TASK REQUIREMENTS ->
Some lines of these records may hold the word "bool"; state how many, using only the number.
--- THE RECORDS Enclosed Below ---
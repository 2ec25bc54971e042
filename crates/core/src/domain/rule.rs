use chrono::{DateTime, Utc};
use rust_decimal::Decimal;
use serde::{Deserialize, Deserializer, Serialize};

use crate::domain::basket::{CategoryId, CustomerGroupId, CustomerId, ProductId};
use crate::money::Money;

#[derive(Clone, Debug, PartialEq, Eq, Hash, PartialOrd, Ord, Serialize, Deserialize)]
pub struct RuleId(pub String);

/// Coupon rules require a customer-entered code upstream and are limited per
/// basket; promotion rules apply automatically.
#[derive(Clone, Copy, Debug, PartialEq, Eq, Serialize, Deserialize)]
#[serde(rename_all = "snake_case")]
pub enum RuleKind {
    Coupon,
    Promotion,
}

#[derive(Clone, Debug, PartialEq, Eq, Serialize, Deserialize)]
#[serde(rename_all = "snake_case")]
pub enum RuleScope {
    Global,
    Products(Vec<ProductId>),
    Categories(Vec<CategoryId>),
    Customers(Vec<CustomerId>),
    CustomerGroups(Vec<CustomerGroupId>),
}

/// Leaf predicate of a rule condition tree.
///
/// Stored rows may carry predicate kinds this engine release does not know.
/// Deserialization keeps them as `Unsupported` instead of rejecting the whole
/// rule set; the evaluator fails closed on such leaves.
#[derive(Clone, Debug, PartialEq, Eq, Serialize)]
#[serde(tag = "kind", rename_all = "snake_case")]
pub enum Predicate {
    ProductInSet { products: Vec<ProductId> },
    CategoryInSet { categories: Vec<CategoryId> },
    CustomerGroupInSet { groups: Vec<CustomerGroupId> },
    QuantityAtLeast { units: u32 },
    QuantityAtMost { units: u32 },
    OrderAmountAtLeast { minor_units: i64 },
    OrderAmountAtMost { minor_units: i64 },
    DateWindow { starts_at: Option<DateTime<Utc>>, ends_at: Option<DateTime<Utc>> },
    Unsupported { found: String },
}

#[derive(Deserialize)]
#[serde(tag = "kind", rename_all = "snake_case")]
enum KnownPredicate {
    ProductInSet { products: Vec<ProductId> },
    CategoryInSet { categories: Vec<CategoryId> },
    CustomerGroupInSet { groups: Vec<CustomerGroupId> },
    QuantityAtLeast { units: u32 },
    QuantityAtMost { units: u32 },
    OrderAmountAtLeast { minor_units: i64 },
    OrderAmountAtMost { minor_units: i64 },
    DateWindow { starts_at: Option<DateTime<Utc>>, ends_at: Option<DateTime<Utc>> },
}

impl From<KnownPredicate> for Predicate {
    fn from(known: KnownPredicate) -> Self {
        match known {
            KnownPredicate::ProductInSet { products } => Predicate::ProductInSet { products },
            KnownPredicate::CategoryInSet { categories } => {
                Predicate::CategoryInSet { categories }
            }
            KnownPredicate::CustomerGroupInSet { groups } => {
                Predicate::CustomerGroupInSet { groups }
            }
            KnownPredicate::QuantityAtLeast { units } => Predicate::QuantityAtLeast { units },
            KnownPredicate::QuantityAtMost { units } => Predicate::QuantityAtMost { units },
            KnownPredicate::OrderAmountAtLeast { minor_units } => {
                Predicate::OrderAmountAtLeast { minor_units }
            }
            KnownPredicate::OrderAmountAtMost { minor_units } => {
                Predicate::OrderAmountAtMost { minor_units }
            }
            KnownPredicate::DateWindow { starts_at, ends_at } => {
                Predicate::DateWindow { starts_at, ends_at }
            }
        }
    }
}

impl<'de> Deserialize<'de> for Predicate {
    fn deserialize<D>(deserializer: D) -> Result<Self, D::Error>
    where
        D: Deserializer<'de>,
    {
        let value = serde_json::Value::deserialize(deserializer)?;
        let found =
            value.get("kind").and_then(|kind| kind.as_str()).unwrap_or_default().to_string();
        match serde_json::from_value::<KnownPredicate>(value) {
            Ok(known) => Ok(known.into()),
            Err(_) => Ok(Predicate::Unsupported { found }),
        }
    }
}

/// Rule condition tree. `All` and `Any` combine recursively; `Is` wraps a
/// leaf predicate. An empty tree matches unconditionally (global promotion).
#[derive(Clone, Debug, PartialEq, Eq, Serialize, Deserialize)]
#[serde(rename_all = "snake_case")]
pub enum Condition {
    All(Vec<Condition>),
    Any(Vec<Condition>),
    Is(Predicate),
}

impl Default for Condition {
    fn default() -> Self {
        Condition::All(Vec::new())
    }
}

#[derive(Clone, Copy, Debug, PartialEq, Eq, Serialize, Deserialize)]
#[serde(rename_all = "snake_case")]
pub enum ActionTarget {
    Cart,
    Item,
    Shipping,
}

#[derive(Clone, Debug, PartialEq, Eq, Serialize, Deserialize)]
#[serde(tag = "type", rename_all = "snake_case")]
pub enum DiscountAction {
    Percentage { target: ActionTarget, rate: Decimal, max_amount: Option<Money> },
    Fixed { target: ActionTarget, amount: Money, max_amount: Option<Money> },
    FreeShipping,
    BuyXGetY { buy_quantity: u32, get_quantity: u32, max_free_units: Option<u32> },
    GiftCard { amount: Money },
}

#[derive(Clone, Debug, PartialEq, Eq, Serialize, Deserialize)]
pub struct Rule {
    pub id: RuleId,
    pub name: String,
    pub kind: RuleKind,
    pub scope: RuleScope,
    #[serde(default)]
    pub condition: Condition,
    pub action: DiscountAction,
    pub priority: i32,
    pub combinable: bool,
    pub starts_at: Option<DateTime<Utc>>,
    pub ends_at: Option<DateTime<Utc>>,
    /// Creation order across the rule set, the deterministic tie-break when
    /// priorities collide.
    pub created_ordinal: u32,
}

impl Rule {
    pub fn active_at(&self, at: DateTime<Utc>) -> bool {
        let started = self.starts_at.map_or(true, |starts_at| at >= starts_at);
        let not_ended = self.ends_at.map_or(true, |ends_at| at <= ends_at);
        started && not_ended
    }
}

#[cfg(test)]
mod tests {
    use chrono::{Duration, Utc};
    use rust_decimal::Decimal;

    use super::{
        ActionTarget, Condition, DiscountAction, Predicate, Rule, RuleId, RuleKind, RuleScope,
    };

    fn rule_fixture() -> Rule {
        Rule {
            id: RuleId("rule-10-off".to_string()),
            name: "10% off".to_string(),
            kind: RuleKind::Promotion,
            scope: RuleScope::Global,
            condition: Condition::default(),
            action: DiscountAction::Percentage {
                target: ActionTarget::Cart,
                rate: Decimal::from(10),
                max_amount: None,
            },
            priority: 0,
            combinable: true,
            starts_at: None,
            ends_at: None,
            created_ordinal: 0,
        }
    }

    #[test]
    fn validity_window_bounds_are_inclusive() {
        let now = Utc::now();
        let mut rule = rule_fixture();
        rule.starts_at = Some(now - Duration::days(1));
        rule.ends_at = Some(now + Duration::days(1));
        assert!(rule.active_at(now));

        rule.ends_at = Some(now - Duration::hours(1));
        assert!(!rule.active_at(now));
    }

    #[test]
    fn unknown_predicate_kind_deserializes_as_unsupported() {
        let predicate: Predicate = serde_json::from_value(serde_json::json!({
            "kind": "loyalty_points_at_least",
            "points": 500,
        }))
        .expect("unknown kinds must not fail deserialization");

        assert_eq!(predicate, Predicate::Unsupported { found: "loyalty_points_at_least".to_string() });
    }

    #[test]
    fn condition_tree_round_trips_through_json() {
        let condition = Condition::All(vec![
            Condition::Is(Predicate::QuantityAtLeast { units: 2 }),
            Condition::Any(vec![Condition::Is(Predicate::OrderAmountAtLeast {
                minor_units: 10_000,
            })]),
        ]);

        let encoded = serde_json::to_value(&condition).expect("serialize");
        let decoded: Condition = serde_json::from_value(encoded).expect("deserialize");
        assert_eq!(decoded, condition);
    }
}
--- End of Enclosed THE RECORDS ---
ANSWER SPACE ->
2